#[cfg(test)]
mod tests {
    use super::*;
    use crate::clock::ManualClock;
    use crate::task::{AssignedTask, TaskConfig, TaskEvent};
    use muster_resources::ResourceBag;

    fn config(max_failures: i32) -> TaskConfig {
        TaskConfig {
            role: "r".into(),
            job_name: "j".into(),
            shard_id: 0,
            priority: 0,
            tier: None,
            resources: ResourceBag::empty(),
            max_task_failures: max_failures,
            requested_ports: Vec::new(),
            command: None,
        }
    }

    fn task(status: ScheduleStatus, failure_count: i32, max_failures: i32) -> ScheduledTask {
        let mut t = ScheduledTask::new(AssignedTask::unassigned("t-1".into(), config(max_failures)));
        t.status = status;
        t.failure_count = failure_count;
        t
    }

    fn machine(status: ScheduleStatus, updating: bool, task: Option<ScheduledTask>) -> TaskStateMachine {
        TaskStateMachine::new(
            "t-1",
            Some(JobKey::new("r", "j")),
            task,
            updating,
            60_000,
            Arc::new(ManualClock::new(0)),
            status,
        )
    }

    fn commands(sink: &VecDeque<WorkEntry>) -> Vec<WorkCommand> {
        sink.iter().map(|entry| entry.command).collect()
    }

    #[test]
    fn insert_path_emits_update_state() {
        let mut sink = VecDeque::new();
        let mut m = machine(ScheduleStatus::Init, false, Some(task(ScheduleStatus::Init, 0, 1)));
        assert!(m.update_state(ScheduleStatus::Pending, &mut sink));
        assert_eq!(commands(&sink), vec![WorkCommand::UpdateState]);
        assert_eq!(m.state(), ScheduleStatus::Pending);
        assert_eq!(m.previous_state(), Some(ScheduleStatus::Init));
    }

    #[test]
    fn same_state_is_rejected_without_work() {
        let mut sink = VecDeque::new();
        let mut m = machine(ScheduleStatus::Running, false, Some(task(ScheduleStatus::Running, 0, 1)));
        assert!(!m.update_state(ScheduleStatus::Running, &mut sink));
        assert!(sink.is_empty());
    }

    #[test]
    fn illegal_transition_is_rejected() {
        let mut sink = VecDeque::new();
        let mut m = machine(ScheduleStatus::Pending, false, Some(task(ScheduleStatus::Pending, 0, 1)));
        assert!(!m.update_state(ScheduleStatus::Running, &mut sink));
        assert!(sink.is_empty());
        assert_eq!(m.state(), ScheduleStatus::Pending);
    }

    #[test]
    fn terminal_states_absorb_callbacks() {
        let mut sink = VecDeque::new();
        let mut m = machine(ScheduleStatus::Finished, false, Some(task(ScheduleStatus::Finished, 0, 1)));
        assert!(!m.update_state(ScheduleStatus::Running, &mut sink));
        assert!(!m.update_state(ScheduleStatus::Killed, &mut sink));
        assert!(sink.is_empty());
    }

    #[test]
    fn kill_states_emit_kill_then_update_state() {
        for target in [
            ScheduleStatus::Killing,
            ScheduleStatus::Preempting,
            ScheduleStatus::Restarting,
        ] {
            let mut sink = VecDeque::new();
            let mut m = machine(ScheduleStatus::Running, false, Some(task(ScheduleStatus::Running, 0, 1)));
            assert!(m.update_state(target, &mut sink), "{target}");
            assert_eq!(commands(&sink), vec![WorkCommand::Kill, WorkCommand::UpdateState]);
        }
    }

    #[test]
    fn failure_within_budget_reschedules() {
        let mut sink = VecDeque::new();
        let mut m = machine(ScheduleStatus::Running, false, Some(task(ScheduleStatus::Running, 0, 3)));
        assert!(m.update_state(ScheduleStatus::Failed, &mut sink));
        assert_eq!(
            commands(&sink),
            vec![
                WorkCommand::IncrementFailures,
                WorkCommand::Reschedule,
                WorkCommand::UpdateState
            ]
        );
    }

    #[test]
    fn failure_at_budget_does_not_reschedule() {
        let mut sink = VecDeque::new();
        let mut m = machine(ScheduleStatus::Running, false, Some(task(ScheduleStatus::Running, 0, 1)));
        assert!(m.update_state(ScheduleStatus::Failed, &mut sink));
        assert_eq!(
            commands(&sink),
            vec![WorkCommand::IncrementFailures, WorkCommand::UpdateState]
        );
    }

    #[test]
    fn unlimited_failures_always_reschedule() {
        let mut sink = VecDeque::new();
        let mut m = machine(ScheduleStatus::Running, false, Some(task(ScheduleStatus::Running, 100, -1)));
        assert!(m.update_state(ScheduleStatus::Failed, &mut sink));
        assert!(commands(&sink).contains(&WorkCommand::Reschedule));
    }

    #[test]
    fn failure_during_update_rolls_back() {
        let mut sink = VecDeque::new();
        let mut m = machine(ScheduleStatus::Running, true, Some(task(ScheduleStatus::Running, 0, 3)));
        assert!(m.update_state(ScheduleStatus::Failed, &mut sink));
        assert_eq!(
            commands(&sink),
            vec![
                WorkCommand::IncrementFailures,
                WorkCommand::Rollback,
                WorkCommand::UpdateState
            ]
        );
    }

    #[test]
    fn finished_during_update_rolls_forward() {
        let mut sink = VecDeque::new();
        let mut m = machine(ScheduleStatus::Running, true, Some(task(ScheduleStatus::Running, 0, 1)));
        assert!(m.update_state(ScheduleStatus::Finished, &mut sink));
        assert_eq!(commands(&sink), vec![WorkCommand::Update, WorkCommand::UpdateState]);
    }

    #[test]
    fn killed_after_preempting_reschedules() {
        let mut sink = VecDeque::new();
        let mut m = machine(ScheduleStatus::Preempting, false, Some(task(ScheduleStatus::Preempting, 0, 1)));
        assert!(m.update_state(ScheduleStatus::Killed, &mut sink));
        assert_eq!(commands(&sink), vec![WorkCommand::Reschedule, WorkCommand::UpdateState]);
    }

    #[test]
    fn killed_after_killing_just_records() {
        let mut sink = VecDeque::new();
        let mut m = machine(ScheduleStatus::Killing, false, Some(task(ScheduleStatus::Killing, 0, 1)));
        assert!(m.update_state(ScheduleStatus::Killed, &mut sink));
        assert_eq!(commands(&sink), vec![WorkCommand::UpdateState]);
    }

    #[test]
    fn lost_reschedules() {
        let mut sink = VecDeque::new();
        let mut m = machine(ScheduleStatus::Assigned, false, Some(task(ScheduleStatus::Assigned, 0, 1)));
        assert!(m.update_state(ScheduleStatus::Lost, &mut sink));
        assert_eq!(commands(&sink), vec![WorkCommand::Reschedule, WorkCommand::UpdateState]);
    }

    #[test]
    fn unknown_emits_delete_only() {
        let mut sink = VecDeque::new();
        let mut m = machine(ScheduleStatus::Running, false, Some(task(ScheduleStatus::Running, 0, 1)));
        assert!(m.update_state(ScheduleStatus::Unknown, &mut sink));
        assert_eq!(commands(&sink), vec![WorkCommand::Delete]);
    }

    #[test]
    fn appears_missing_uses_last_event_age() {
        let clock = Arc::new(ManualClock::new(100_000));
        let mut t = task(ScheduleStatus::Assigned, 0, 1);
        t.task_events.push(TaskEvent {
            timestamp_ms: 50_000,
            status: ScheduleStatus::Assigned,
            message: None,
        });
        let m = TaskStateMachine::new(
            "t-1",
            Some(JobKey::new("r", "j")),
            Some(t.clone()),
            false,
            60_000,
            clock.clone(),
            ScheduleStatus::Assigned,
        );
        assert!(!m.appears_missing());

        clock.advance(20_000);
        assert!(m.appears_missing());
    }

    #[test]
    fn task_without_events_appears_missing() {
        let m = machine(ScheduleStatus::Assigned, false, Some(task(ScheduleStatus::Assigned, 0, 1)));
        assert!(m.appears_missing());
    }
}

§

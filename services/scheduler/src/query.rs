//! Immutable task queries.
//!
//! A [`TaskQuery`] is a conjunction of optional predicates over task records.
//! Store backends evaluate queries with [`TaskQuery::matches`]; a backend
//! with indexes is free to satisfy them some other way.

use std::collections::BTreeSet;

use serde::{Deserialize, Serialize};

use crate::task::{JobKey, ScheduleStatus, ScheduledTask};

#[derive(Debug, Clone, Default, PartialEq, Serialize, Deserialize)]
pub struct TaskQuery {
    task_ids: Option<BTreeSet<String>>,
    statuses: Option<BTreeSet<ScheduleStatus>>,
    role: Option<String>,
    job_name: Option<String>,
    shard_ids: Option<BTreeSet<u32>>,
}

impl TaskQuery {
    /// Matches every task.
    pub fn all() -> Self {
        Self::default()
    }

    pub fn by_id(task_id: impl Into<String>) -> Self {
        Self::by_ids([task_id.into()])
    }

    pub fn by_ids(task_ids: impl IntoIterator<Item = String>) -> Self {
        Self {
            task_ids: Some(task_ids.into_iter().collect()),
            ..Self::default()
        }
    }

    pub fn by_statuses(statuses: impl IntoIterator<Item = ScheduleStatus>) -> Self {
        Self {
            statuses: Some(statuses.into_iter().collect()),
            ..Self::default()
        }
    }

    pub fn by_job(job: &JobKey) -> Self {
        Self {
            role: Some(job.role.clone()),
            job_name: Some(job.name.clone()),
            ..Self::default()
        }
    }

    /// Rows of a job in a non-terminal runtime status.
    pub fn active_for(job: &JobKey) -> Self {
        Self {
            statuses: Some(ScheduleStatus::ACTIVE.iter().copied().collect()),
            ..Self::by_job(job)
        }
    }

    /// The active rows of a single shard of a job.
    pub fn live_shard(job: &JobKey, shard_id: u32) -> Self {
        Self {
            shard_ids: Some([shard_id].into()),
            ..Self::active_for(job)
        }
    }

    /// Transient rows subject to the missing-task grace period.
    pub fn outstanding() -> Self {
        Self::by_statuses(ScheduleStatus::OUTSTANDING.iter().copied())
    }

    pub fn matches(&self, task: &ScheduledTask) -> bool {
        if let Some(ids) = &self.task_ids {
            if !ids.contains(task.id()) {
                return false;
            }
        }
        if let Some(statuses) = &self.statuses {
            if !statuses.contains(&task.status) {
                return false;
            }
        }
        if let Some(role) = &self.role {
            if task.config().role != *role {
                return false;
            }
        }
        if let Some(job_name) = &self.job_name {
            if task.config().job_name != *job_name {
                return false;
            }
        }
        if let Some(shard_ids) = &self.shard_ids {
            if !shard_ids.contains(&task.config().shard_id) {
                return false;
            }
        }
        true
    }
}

§

Task details => Will you return exactly the lines above from the one with "true, Some(task(ScheduleStatus::Running, 0, 3)));" down to the one with "true, Some(task(ScheduleStatus::Running, 0, 1)));", counting both as part of the range?

Result =>
        let mut m = machine(ScheduleStatus::Running, true, Some(task(ScheduleStatus::Running, 0, 3)));
        assert!(m.update_state(ScheduleStatus::Failed, &mut sink));
        assert_eq!(
            commands(&sink),
            vec![
                WorkCommand::IncrementFailures,
                WorkCommand::Rollback,
                WorkCommand::UpdateState
            ]
        );
    }

    #[test]
    fn finished_during_update_rolls_forward() {
        let mut sink = VecDeque::new();
        let mut m = machine(ScheduleStatus::Running, true, Some(task(ScheduleStatus::Running, 0, 1)));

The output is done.